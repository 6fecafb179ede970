//! Cluster and node-pool reconciliation
//!
//! [`Driver`] owns the lifecycle entry points; [`node_pools`] converges the
//! pools of one cluster and is shared by update and resize.

mod cluster;
pub mod node_pools;

pub use cluster::{plan_cluster_update, ClientFactory, DefaultClientFactory, Driver};

#[cfg(test)]
pub use cluster::MockClientFactory;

════════

Copy out the records in full, matching every line character for character.

repository 6fecafb179ede970
//! Cluster and node-pool reconciliation
//!
//! [`Driver`] owns the lifecycle entry points; [`node_pools`] converges the
//! pools of one cluster and is shared by update and resize.

mod cluster;
pub mod node_pools;

pub use cluster::{plan_cluster_update, ClientFactory, DefaultClientFactory, Driver};

#[cfg(test)]
pub use cluster::MockClientFactory;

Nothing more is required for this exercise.